§ WHAT YOU SHOULD DO: From the records below, print exactly the lines starting at the one containing "let aabb = tree.leaf_aabb(collider.tree_slot?)?;" and ending at the one containing "if c2.dirty_index.is_some() &&", ends included, and nothing else.

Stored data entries
────────────────

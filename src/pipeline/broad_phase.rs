use crate::bounding_volume::{Aabb, BoundingVolume};
use crate::math::Real;
use crate::partitioning::AabbTree;
use crate::pipeline::{Collider, ColliderHandle, ColliderSet};
use crate::shape::ShapeKind;

/// A pair of colliders whose broadphase AABBs overlap.
///
/// The collider with the lower shape kind comes first, ties being broken by collider id, so the
/// narrowphase can rely on a fixed argument order.
#[derive(Copy, Clone, Debug, PartialEq, Eq, Hash, PartialOrd, Ord)]
pub struct ColliderPair {
    /// The shape kinds of the first and second collider.
    pub kinds: (ShapeKind, ShapeKind),
    /// The first collider of the pair.
    pub first: ColliderHandle,
    /// The second collider of the pair.
    pub second: ColliderHandle,
}

impl ColliderPair {
    /// Creates the pair of `h1` and `h2` in canonical order.
    pub fn new(h1: ColliderHandle, c1: &Collider, h2: ColliderHandle, c2: &Collider) -> Self {
        let k1 = c1.shape.kind();
        let k2 = c2.shape.kind();

        if (k1, c1.id) <= (k2, c2.id) {
            Self {
                kinds: (k1, k2),
                first: h1,
                second: h2,
            }
        } else {
            Self {
                kinds: (k2, k1),
                first: h2,
                second: h1,
            }
        }
    }
}

/// Tracks the colliders that moved and finds the pairs they may form.
///
/// The dirty colliders are kept in a compact array; each collider stores its index in that
/// array so it can be found and removed in constant time.
#[derive(Clone, Debug, Default)]
pub struct BroadPhase {
    dirty: Vec<ColliderHandle>,
}

impl BroadPhase {
    /// A broadphase with no dirty collider.
    pub fn new() -> Self {
        Self::default()
    }

    /// The colliders marked as dirty since the last call to [`BroadPhase::clear`].
    pub fn dirty(&self) -> &[ColliderHandle] {
        &self.dirty
    }

    /// Marks a collider as moved. Does nothing if it is already marked.
    pub fn mark_dirty(&mut self, handle: ColliderHandle, colliders: &mut ColliderSet) {
        if let Some(collider) = colliders.get_mut(handle) {
            if collider.dirty_index.is_none() {
                collider.dirty_index = Some(self.dirty.len());
                self.dirty.push(handle);
            }
        }
    }

    /// Removes a collider from the dirty set, e.g., before removing it from the world.
    pub fn unmark(&mut self, handle: ColliderHandle, colliders: &mut ColliderSet) {
        let Some(index) = colliders
            .get_mut(handle)
            .and_then(|collider| collider.dirty_index.take())
        else {
            return;
        };

        debug_assert_eq!(self.dirty[index], handle, "Inconsistent dirty index.");
        let _ = self.dirty.swap_remove(index);

        if let Some(moved) = self.dirty.get(index).copied() {
            if let Some(collider) = colliders.get_mut(moved) {
                collider.dirty_index = Some(index);
            }
        }
    }

    /// Empties the dirty set.
    pub fn clear(&mut self, colliders: &mut ColliderSet) {
        for handle in self.dirty.drain(..) {
            if let Some(collider) = colliders.get_mut(handle) {
                collider.dirty_index = None;
            }
        }
    }

    /// Refits the leaves of the dirty colliders to their current AABB enlarged by `margin`,
    /// then refits the tree.
    pub fn update_tree(
        &self,
        colliders: &ColliderSet,
        tree: &mut AabbTree<ColliderHandle>,
        margin: Real,
    ) {
        for handle in &self.dirty {
            if let Some(collider) = colliders.get(*handle) {
                if let Some(slot) = collider.tree_slot {
                    tree.set_leaf_aabb(slot, collider.compute_aabb().loosened(margin));
                }
            }
        }

        tree.update();
    }

    /// Finds the pairs formed by the dirty colliders, using the tree.
    ///
    /// Pairs are pushed in dirty-array order then tree traversal order.
    pub fn find_pairs(
        &self,
        colliders: &ColliderSet,
        tree: &AabbTree<ColliderHandle>,
        out: &mut Vec<ColliderPair>,
    ) {
        for handle1 in &self.dirty {
            let Some((collider1, aabb1)) = leaf(colliders, tree, *handle1) else {
                continue;
            };

            tree.for_each_overlap(&aabb1, |handle2| {
                if let Some(collider2) = colliders.get(handle2) {
                    if accept_pair(collider1, collider2) {
                        out.push(ColliderPair::new(*handle1, collider1, handle2, collider2));
                    }
                }
            });
        }
    }

    /// Finds the same pairs as [`BroadPhase::find_pairs`] by testing each dirty collider
    /// against every other collider.
    pub fn find_pairs_brute_force(
        &self,
        colliders: &ColliderSet,
        tree: &AabbTree<ColliderHandle>,
        out: &mut Vec<ColliderPair>,
    ) {
        for handle1 in &self.dirty {
            let Some((collider1, aabb1)) = leaf(colliders, tree, *handle1) else {
                continue;
            };

            for (handle2, collider2) in colliders.iter() {
                let Some((_, aabb2)) = leaf(colliders, tree, handle2) else {
                    continue;
                };

                if aabb1.intersects(&aabb2) && accept_pair(collider1, collider2) {
                    out.push(ColliderPair::new(*handle1, collider1, handle2, collider2));
                }
            }
        }
    }
}

fn leaf<'a>(
    colliders: &'a ColliderSet,
    tree: &AabbTree<ColliderHandle>,
    handle: ColliderHandle,
) -> Option<(&'a Collider, Aabb)> {
    let collider = colliders.get(handle)?;
    let aabb = tree.leaf_aabb(collider.tree_slot?)?;
    Some((collider, aabb))
}

/// Filters applied to a candidate pair found from the dirty collider `c1`.
fn accept_pair(c1: &Collider, c2: &Collider) -> bool {
    if c1.id == c2.id || (c1.is_static() && c2.is_static()) {
        return false;
    }

    // Between two dirty colliders, only the one with the lower id reports the pair.
    if c2.dirty_index.is_some() && c2.id < c1.id {
        return false;
    }

    c1.groups.test(c2.groups)
}
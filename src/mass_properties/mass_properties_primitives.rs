use crate::mass_properties::MassProperties;
use crate::math::{AngularInertia, Point, Real, Rotation, Vector};
use crate::shape::Capsule;
use na::RealField;

/// Volume of a ball, and its inertia about any axis through its center per unit mass.
fn ball_volume_and_unit_inertia(radius: Real) -> (Real, Real) {
    let r2 = radius * radius;
    (Real::pi() * r2 * radius * 4.0 / 3.0, r2 * 0.4)
}

impl MassProperties {
    /// A solid ball of the given `mass`, centered at the origin.
    pub fn from_ball(mass: Real, radius: Real) -> Self {
        let (_, unit_inertia) = ball_volume_and_unit_inertia(radius);
        let inertia = AngularInertia::from_diagonal_element(mass * unit_inertia);
        Self::new(Point::origin(), mass, inertia)
    }

    /// A solid box of the given `mass`, centered at the origin.
    pub fn from_cuboid(mass: Real, half_extents: Vector<Real>) -> Self {
        // Each axis gets the squared half-extents of the two other axes.
        let sq = half_extents.component_mul(&half_extents);
        let diag = Vector::new(sq.y + sq.z, sq.x + sq.z, sq.x + sq.y) * (mass / 3.0);
        Self::new(Point::origin(), mass, AngularInertia::from_diagonal(&diag))
    }

    /// A solid capsule of the given `mass`.
    ///
    /// The mass is shared between the cylinder and the two hemispheres in proportion to their
    /// volumes. The hemispheres contribute with their own inertia shifted to the cylinder ends.
    pub fn from_capsule(mass: Real, capsule: &Capsule) -> Self {
        let radius = capsule.radius;
        let r2 = radius * radius;
        let h = capsule.half_height() * 2.0;

        let cylinder_volume = Real::pi() * r2 * h;
        let (ball_volume, ball_unit_inertia) = ball_volume_and_unit_inertia(radius);
        let volume = cylinder_volume + ball_volume;

        if volume <= 0.0 {
            return Self::new(capsule.center(), mass, AngularInertia::zeros());
        }

        let cylinder_mass = mass * cylinder_volume / volume;
        let ball_mass = mass - cylinder_mass;

        let along_axis = cylinder_mass * r2 * 0.5 + ball_mass * ball_unit_inertia;
        let across_axis = cylinder_mass * (3.0 * r2 + h * h) / 12.0
            + ball_mass * (ball_unit_inertia + h * h * 0.25 + h * radius * 3.0 / 8.0);
        let local = AngularInertia::from_diagonal(&Vector::new(across_axis, along_axis, across_axis));

        // Rotate the inertia of a `y`-aligned capsule onto the actual axis.
        let axis_rotation = capsule
            .segment
            .direction()
            .and_then(|dir| Rotation::rotation_between(&Vector::y(), &dir.into_inner()))
            .unwrap_or_else(Rotation::identity)
            .to_rotation_matrix();
        let r = axis_rotation.matrix();

        Self::new(capsule.center(), mass, r * local * r.transpose())
    }
}
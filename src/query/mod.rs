//! Non-persistent geometric queries.
//!
//! # General cases
//! The narrowphase of the collision pipeline is built on the functions of the [`contact`]
//! module, which compute the contacts between two given shapes. Overlap between convex shapes
//! is detected by [`gjk::intersect`] and measured by [`epa::Epa`].
//!
//! Ray-casting is achieved by importing the [`RayCast`] trait, and sphere or capsule sweeps
//! against a single shape are computed by [`sweep_sphere`] and [`sweep_capsule`].
//!
//! # Specific cases
//! The functions exported by the `details` submodule are more specific versions of the ones
//! described above. They have the form `[operation]_[shape1]_[shape2]()` where:
//!
//! * `[operation]` can be `closest_points` or `contact`.
//! * `[shape1]` is the type of the first shape passed to the function, e.g., `ball`, or
//!   `capsule`. Can also identify a trait implemented by supported shapes, e.g., `support_map`.
//! * `[shape2]` is the type of the second shape passed to the function.

pub use self::contact::{Contact, ContactKind};
pub use self::ray::{Ray, RayCast, RayIntersection};
pub use self::sweep::{sweep_capsule, sweep_sphere, SweepIntersection};

mod closest_points;
pub mod contact;
pub mod epa;
pub mod gjk;
mod ray;
pub mod sweep;

/// Queries dedicated to specific pairs of shapes.
pub mod details {
    pub use super::closest_points::*;
    pub use super::contact::{
        contact_ball_ball, contact_ball_capsule, contact_ball_cuboid, contact_ball_triangle,
        contact_capsule_capsule, contact_capsule_triangle, contact_pfm_pfm,
        contact_pfm_pfm_shapes, contact_support_map_support_map,
        contact_support_map_support_map_with_params, InternalEdgesFixer,
    };
    pub use super::ray::details::*;
}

────────────────

§ YOUR SOLUTION:
    let aabb = tree.leaf_aabb(collider.tree_slot?)?;
    Some((collider, aabb))
}

/// Filters applied to a candidate pair found from the dirty collider `c1`.
fn accept_pair(c1: &Collider, c2: &Collider) -> bool {
    if c1.id == c2.id || (c1.is_static() && c2.is_static()) {
        return false;
    }

    // Between two dirty colliders, only the one with the lower id reports the pair.
    if c2.dirty_index.is_some() && c2.id < c1.id {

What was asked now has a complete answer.